PROBLEM DETAILS — Find every line below with the string "Some" and pick it out.
=== Section Start ===
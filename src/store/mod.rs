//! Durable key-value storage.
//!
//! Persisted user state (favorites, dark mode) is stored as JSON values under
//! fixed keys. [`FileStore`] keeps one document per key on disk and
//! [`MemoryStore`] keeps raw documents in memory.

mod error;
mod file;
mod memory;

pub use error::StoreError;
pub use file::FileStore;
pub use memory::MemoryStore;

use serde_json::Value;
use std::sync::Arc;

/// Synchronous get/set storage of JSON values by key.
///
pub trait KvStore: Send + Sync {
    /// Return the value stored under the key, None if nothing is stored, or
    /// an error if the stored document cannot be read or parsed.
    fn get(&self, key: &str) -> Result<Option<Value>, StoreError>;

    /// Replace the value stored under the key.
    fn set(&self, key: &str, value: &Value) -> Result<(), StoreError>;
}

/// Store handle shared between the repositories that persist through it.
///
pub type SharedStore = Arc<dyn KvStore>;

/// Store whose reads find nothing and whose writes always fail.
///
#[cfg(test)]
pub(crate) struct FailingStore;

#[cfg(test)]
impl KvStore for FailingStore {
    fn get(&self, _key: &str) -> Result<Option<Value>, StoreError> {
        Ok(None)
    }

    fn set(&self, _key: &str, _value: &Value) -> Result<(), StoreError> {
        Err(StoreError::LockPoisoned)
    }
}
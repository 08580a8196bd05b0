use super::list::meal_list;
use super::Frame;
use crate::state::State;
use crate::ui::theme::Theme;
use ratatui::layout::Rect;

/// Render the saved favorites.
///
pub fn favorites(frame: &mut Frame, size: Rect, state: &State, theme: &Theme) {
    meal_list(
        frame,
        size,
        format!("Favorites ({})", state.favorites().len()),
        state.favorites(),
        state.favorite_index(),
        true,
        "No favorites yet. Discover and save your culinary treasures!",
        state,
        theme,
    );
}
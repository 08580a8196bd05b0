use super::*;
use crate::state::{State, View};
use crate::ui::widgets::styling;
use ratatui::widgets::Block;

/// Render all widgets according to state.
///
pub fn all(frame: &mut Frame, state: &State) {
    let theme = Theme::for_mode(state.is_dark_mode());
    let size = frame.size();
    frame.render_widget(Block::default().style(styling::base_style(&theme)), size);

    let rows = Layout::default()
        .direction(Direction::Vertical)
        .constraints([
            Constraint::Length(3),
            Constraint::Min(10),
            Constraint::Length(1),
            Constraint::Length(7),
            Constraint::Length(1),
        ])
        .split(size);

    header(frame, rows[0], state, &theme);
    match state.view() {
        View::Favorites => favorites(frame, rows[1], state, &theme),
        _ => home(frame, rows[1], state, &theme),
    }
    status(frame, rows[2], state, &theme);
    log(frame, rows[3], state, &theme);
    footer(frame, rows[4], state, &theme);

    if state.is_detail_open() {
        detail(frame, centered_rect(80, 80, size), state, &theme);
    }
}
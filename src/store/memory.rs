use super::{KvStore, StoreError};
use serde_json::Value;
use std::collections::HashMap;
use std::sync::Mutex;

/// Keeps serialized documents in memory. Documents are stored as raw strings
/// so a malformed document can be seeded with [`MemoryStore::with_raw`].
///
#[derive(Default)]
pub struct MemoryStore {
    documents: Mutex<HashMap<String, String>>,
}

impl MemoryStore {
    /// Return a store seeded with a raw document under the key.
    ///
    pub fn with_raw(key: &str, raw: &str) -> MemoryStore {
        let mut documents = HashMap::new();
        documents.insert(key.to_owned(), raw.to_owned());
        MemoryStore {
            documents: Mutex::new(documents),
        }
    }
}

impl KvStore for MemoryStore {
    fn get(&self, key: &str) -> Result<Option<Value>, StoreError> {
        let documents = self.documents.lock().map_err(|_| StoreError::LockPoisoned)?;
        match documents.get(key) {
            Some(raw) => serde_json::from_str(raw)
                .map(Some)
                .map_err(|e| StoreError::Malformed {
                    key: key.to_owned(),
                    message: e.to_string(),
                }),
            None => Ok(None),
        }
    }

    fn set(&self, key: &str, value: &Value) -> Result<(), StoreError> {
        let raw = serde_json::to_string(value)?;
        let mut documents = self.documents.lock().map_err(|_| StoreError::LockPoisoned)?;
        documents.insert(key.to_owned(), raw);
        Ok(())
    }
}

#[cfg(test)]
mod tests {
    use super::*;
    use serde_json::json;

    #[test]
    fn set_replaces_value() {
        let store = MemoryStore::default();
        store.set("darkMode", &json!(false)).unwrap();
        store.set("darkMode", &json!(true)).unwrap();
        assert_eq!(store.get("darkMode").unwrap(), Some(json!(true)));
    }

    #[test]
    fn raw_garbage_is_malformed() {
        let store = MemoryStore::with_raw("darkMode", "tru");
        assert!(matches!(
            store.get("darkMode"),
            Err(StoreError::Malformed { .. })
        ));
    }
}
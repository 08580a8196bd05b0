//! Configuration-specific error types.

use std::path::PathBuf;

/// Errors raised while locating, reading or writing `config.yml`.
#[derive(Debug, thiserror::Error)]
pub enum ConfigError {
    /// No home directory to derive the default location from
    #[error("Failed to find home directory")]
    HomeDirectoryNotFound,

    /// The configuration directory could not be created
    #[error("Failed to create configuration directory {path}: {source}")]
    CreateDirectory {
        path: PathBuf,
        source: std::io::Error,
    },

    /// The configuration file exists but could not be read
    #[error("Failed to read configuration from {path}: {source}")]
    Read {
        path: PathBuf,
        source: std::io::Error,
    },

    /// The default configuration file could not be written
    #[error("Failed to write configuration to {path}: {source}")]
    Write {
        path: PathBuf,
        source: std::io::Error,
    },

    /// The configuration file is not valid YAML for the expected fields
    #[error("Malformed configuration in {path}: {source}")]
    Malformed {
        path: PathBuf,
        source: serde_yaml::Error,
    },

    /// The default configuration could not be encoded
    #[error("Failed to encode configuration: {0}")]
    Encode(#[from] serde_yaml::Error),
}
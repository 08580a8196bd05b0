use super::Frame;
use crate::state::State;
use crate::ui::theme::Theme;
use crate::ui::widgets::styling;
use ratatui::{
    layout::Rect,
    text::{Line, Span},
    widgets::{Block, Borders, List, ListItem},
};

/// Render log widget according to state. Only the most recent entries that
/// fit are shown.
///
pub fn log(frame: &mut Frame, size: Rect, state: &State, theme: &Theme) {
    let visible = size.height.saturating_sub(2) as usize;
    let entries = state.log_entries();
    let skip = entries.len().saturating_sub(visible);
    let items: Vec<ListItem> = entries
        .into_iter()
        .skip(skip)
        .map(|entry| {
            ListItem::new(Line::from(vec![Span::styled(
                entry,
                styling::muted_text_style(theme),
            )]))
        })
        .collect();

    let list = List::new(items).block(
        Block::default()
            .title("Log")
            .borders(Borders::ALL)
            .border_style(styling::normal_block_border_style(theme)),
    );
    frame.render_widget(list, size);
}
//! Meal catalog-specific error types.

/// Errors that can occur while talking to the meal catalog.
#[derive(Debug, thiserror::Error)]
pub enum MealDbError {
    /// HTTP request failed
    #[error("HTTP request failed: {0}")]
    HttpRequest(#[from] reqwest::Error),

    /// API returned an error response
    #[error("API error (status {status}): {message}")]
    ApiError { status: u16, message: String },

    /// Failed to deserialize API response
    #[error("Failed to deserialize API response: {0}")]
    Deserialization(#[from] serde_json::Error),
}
=== Section End ===
SOLUTION —
            Some(raw) => serde_json::from_str(raw)
                .map(Some)
        assert_eq!(store.get("darkMode").unwrap(), Some(json!(true)));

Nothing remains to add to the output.